Opinión / Columna
Comentando el boxeo 
Víctor Cota 
Otro juez dio la nota en Margarito-Cotto
ESTO
7 de agosto de 2008

  A todas las actuaciones aberrantes que se han venido dando en Las Vegas por parte de oficiales de ring de la Comisión Atlética de Nevada, habrá que agregar una más, que se presentó en la batalla entre el mexicano Antonio Margarito y el puertorriqueño Miguel Cotto.

Margarito llevaba teóricamente la delantera pues había dominado casi de principio a fin a su rival, pero eso no lo vio uno de los jueces (Moretti), quien al momento de detenerse el combate, tenía un empate en su tarjeta de puntuaciones, lo que habla de una ineptitud inexplicable, cuando nos estamos refiriendo a una actuación en la principal plaza boxística del planeta.

No nos atrevemos a señalar a ese juez como corrupto, porque no tenemos pruebas, pero muchos pueden pensar en él como tal, pues su tarjeta no reflejó la realidad que se vio en la MGM Arena.

Simplemente raro lo anterior, pero pasará así a la historia y no faltará alguien en el futuro lejano, que al enterarse de eso, podrá pensar que Miguel Cotto llevaba parejas las cosas y que el nocaut llegó como una eventualidad y no como sucedió, que fue buscado round tras round, desde el principio por quien se vio entre las cuerdas como un vencedor la mayor parte del tiempo, un dominador implacable en lo que fue una emotiva batalla que llevó al isleño a perder su calidad de invicto.

No estamos enterados de la forma en que se dan las cosas en el interior de la Comisión de Nevada, en especial de su oficina boxística, pero suponemos que debería haber alguien que investigue este tipo de cosas, porque simplemente nadie estuvo de acuerdo con el juez en cuestión, por lo que claramente vimos todos en el ring.

Margarito no se expuso a lo que quizá hubiera sido un atraco, pues los otros dos jueces (Hamada y Roth) solamente lo tenían adelante con dos puntos cada uno, lo que resulta también raro.

Reiteramos, no se expuso y salió en el undécimo asalto decidido a terminar definitivamente con su rival, lo logró, ¡y en qué forma!, lo envió no sólo a la lona, sino a un descanso mínimo, si Cotto y su gente obran con inteligencia, de por lo menos el resto del año.

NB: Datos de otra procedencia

use std::path::Path;

use serde::Deserialize;

use crate::error::{AppResult, ConfigError, FileError};

/// 凭据所在的环境变量（按优先级）
pub const API_KEY_ENV_VARS: [&str; 2] = ["LLM_API_KEY", "SAMBANOVA_API_KEY"];

/// 程序配置
///
/// 在入口处构建一次，再传给各个组件；组件自身不读取环境变量。
#[derive(Clone, Debug, Deserialize)]
#[serde(default)]
pub struct Config {
    // --- 编译服务配置 ---
    pub compiler_api_url: String,
    /// 随请求发送给编译服务的单个用例超时（毫秒）
    pub compiler_timeout_ms: u64,
    /// HTTP 请求本身的超时（秒）
    pub compiler_request_timeout_secs: u64,
    // --- LLM 配置 ---
    pub llm_api_base_url: String,
    pub llm_model_name: String,
    pub llm_api_key: Option<String>,
    // --- 题目结构 ---
    /// 必需字段，顺序即报告缺失字段的顺序
    pub required_fields: Vec<String>,
    /// 修复后强制写入的题目类型
    pub question_type: String,
    /// 修复后强制写入的语言标记
    pub language: String,
    /// 结构补全必须覆盖所有缺失字段，否则视为失败
    pub require_complete_patch: bool,
    // --- 批量运行 ---
    pub batch_files: Vec<String>,
    pub report_file: String,
}

impl Default for Config {
    fn default() -> Self {
        Self {
            compiler_api_url: "https://c-compiler-fzqcxyx4ma-el.a.run.app/test".to_string(),
            compiler_timeout_ms: 5000,
            compiler_request_timeout_secs: 60,
            llm_api_base_url: "https://api.sambanova.ai/v1".to_string(),
            llm_model_name: "Meta-Llama-3.1-405B".to_string(),
            llm_api_key: None,
            required_fields: [
                "id",
                "question_text",
                "question_description",
                "input_format",
                "output_format",
                "constraints",
                "hints",
                "question_type",
                "difficulty",
                "answer",
                "test_cases",
                "solution_explanation",
                "language",
            ]
            .iter()
            .map(|s| s.to_string())
            .collect(),
            question_type: "CODING".to_string(),
            language: "C".to_string(),
            require_complete_patch: true,
            batch_files: [4, 5, 6, 7, 9, 10, 11, 12, 13]
                .iter()
                .map(|week| format!("questionbygroup/week-{}-cse.json", week))
                .collect(),
            report_file: "validation_logs.md".to_string(),
        }
    }
}

impl Config {
    /// 加载配置：默认值 → TOML 文件（可选）→ 环境变量
    pub fn load(config_file: Option<&Path>) -> AppResult<Self> {
        let config = match config_file {
            Some(path) => Self::from_toml_file(path)?,
            None => Self::default(),
        };
        config.apply_env(|name| std::env::var(name).ok())
    }

    /// 从 TOML 文件读取配置，未出现的键使用默认值
    pub fn from_toml_file(path: &Path) -> AppResult<Self> {
        let content = std::fs::read_to_string(path)
            .map_err(|e| FileError::read_failed(path.display().to_string(), e))?;
        Self::from_toml_str(&content, &path.display().to_string())
    }

    fn from_toml_str(content: &str, path: &str) -> AppResult<Self> {
        let config = toml::from_str(content).map_err(|source| ConfigError::TomlParseFailed {
            path: path.to_string(),
            source,
        })?;
        Ok(config)
    }

    /// 用环境变量覆盖配置
    ///
    /// `lookup` 通常是 `std::env::var`，测试中可以替换。
    pub fn apply_env<F>(mut self, lookup: F) -> AppResult<Self>
    where
        F: Fn(&str) -> Option<String>,
    {
        if let Some(v) = lookup("COMPILER_API_URL") {
            self.compiler_api_url = v;
        }
        if let Some(v) = lookup("COMPILER_TIMEOUT_MS") {
            self.compiler_timeout_ms = parse_env("COMPILER_TIMEOUT_MS", &v)?;
        }
        if let Some(v) = lookup("COMPILER_REQUEST_TIMEOUT_SECS") {
            self.compiler_request_timeout_secs = parse_env("COMPILER_REQUEST_TIMEOUT_SECS", &v)?;
        }
        if let Some(v) = lookup("LLM_API_BASE_URL") {
            self.llm_api_base_url = v;
        }
        if let Some(v) = lookup("LLM_MODEL_NAME") {
            self.llm_model_name = v;
        }
        if let Some(key) = API_KEY_ENV_VARS
            .iter()
            .find_map(|name| lookup(name).filter(|v| !v.trim().is_empty()))
        {
            self.llm_api_key = Some(key);
        }
        if let Some(v) = lookup("REPORT_FILE") {
            self.report_file = v;
        }
        Ok(self)
    }

    /// 取出 LLM 凭据，不存在时返回致命错误
    pub fn require_api_key(&self) -> Result<&str, ConfigError> {
        self.llm_api_key
            .as_deref()
            .filter(|key| !key.trim().is_empty())
            .ok_or_else(|| ConfigError::MissingApiKey {
                var_name: API_KEY_ENV_VARS[0].to_string(),
            })
    }
}

fn parse_env(var_name: &str, value: &str) -> Result<u64, ConfigError> {
    value
        .trim()
        .parse()
        .map_err(|_| ConfigError::EnvVarParseFailed {
            var_name: var_name.to_string(),
            value: value.to_string(),
            expected_type: "u64".to_string(),
        })
}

Hay derrotas que dejan huella, y esta puede ser una de ellas para Miguel. Ojalá no sea así y pueda volver en el mismo nivel que tuvo hasta su enfrentamiento con Margarito.

En aquel nivel se mantuvo imbatido porque tuvieron mucho cuidado en seleccionarle rivales, buenos, pero ya viejos algunos, otros no tan buenos, pero con cierto nombre.